Task item — Across all entries below, how many lines include "gray"? Only the number, please.

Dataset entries

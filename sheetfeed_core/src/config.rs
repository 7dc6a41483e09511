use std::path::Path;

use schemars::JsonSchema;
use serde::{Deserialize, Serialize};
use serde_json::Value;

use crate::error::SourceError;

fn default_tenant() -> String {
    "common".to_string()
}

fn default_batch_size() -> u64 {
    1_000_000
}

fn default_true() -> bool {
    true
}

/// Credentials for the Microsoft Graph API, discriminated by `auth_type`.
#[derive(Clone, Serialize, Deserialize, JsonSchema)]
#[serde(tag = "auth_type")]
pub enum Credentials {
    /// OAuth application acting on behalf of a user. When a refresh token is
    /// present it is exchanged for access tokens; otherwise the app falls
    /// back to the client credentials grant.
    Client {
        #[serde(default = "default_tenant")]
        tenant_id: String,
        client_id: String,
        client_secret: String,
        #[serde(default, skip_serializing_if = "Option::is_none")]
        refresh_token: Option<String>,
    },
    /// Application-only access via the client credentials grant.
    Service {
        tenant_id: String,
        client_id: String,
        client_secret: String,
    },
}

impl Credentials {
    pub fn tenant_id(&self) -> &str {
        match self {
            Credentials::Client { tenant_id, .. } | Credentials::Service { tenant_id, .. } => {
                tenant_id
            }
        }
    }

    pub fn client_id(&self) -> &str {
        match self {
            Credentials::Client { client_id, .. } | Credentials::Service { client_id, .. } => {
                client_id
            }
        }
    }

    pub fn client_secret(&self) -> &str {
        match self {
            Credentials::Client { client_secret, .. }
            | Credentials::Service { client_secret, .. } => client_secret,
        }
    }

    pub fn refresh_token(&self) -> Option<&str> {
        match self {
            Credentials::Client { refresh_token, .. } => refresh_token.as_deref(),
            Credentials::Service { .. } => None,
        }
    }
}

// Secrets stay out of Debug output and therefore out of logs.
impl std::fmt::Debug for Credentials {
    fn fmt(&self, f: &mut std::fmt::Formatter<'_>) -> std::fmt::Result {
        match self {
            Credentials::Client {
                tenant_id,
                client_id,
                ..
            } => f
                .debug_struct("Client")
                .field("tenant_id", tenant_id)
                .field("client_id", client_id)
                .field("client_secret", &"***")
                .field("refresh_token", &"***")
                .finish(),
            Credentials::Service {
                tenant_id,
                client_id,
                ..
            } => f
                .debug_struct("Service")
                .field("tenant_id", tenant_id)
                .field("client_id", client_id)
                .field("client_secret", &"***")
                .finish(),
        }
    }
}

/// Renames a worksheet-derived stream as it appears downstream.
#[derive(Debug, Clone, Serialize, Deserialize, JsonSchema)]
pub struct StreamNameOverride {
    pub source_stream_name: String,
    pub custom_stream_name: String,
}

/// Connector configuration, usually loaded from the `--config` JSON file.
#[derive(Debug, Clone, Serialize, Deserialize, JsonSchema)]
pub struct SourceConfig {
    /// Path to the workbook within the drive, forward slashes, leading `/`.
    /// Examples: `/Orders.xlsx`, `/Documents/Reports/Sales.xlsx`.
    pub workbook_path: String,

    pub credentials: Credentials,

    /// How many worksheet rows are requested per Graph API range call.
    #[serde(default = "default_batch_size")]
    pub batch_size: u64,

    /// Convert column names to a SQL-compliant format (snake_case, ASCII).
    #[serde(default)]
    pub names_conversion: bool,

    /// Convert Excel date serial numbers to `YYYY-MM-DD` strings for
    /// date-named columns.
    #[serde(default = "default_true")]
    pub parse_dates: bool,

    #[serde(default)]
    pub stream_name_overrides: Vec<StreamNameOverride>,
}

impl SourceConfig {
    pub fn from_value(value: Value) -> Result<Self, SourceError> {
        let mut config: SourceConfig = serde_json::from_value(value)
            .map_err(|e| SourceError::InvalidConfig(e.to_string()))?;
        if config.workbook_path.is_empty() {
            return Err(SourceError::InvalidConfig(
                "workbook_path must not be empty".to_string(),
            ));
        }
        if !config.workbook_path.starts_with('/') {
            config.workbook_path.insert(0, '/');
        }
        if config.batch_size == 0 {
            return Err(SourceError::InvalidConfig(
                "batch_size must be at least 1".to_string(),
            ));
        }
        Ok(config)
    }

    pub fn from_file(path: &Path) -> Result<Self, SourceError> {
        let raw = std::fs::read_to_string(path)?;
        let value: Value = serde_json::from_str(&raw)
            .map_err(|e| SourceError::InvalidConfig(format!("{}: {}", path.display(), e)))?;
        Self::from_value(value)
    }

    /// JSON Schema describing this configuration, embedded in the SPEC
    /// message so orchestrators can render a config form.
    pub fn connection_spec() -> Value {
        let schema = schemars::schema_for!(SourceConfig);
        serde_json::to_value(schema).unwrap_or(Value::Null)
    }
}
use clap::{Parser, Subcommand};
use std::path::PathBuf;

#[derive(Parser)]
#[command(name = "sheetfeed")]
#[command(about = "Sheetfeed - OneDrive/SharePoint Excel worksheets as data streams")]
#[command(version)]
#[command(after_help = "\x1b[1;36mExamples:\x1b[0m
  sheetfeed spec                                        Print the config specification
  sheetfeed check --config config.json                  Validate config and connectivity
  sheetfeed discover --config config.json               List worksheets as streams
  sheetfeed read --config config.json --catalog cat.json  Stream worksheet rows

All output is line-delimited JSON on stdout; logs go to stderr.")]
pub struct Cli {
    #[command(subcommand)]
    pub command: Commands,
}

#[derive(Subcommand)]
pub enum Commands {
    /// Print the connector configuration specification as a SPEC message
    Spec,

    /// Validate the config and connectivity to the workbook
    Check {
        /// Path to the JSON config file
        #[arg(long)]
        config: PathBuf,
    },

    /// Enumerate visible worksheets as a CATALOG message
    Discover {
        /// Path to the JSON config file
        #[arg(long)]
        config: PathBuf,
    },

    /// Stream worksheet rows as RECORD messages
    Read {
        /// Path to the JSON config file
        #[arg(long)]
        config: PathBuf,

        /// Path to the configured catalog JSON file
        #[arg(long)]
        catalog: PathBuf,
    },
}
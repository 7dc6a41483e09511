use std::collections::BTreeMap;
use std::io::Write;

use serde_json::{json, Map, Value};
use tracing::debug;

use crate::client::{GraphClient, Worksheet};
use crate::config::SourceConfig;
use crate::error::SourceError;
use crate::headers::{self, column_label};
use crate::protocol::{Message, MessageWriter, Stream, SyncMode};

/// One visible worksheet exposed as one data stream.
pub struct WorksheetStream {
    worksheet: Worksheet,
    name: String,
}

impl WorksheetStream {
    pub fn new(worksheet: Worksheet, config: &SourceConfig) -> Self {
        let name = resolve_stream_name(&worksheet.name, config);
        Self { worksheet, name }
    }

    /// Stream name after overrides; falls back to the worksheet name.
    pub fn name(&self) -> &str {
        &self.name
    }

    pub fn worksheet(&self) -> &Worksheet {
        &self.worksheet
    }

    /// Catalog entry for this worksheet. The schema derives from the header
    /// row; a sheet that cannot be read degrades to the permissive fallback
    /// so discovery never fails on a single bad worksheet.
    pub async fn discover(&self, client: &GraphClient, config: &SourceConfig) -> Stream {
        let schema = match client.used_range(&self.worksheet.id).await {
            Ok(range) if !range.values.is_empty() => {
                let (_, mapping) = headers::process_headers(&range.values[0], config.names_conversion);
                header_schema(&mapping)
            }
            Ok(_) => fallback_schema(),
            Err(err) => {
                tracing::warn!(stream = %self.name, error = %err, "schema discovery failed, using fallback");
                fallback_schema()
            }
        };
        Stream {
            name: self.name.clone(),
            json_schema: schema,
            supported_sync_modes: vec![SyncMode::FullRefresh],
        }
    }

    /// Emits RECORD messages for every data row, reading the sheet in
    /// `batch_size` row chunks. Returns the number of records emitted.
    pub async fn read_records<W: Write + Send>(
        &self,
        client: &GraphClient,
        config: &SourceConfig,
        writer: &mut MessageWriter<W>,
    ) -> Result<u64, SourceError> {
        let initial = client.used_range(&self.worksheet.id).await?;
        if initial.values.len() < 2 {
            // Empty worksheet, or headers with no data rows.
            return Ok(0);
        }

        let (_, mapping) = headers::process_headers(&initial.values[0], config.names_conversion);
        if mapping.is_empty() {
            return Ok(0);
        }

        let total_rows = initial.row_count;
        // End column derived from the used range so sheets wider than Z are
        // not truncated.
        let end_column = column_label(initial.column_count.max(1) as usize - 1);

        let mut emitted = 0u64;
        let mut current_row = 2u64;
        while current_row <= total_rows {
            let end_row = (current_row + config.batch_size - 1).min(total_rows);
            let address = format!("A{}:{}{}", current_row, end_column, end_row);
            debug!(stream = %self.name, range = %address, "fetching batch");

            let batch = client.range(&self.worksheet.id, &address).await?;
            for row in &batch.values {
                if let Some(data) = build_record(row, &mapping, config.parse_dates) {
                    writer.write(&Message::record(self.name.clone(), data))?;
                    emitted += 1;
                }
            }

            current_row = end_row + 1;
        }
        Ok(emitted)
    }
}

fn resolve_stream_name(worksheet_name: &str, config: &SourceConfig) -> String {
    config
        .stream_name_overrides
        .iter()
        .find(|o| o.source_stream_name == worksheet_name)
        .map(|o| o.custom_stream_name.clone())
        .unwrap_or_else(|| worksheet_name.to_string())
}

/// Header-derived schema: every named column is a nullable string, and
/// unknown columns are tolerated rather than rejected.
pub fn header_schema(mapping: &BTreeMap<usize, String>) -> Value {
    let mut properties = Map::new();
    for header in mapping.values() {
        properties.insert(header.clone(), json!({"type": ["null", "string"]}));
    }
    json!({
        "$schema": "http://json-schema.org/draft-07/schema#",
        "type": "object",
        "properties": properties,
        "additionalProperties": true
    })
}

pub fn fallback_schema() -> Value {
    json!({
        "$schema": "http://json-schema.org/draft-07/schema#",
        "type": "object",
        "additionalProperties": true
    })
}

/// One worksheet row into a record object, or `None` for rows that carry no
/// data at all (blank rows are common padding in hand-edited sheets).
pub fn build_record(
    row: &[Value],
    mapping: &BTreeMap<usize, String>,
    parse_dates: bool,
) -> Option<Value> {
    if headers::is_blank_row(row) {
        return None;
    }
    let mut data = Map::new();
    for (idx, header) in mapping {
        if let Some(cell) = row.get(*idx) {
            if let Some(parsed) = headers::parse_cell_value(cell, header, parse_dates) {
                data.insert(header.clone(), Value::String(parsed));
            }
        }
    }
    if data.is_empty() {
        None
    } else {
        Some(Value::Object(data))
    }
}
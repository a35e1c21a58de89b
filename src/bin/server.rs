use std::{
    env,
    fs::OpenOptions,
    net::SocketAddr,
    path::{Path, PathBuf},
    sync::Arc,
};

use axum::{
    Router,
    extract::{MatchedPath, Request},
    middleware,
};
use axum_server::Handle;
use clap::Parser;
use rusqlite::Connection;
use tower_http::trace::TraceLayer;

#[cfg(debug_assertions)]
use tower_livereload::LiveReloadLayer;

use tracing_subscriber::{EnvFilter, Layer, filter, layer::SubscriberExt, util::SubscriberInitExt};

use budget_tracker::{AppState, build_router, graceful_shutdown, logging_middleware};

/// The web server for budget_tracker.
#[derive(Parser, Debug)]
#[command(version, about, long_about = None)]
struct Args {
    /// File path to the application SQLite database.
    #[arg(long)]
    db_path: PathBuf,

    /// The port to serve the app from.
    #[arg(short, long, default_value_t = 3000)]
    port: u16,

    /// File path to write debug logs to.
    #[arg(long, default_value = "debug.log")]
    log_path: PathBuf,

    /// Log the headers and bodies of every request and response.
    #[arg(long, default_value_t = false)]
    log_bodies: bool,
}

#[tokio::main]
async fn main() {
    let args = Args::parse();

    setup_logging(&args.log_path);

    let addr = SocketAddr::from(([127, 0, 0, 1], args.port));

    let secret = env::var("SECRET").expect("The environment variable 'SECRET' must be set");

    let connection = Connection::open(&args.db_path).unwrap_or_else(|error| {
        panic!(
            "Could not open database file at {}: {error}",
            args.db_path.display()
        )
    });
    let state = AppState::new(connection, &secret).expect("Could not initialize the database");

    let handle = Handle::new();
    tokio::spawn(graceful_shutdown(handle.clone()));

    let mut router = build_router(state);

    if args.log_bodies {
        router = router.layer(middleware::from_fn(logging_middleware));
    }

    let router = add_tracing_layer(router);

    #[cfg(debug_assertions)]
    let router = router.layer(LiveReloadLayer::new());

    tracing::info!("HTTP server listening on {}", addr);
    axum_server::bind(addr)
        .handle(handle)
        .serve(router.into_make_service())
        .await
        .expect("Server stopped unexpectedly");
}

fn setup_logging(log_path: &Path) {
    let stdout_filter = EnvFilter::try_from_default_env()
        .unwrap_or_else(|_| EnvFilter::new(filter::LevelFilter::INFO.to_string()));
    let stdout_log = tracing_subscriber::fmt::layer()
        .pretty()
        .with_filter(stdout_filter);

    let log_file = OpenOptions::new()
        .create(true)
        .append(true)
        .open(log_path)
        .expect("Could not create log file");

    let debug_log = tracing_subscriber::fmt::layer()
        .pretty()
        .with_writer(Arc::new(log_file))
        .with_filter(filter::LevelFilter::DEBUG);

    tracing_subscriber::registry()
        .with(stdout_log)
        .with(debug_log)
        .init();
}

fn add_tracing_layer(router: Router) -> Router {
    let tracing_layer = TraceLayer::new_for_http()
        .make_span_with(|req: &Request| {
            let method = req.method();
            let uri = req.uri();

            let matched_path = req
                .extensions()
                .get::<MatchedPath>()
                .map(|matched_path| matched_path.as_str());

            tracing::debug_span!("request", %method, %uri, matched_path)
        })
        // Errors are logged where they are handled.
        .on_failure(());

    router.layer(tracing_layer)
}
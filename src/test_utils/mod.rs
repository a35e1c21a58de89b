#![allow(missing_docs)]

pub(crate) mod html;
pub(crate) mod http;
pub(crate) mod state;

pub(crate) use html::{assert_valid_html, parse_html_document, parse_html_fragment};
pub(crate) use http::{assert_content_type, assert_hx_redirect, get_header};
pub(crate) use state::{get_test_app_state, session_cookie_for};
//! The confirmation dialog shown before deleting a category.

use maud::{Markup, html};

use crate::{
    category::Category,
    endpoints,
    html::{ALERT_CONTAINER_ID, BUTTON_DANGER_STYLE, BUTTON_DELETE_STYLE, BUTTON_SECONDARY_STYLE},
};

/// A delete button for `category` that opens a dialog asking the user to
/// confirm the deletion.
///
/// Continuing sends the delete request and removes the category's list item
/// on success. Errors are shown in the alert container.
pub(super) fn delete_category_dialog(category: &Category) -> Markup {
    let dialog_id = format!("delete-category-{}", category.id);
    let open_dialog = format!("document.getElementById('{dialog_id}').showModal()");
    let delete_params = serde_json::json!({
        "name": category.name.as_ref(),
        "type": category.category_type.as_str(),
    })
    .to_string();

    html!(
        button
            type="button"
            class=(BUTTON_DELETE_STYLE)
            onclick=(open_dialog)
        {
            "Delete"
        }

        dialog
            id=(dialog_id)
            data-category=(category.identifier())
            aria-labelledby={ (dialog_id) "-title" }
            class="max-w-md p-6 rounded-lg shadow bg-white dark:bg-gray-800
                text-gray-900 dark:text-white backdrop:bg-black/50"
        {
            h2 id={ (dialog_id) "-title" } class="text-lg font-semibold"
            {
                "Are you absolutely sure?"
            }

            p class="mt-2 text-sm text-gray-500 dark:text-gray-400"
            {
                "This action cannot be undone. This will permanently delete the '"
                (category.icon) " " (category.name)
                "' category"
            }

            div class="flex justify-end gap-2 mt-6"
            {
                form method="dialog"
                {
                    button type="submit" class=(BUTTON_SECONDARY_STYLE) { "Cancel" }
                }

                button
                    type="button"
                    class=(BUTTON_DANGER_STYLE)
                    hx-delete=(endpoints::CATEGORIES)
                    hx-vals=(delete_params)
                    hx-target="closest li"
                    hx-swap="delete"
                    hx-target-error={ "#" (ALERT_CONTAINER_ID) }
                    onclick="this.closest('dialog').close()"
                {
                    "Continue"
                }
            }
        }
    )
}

Answer space — 3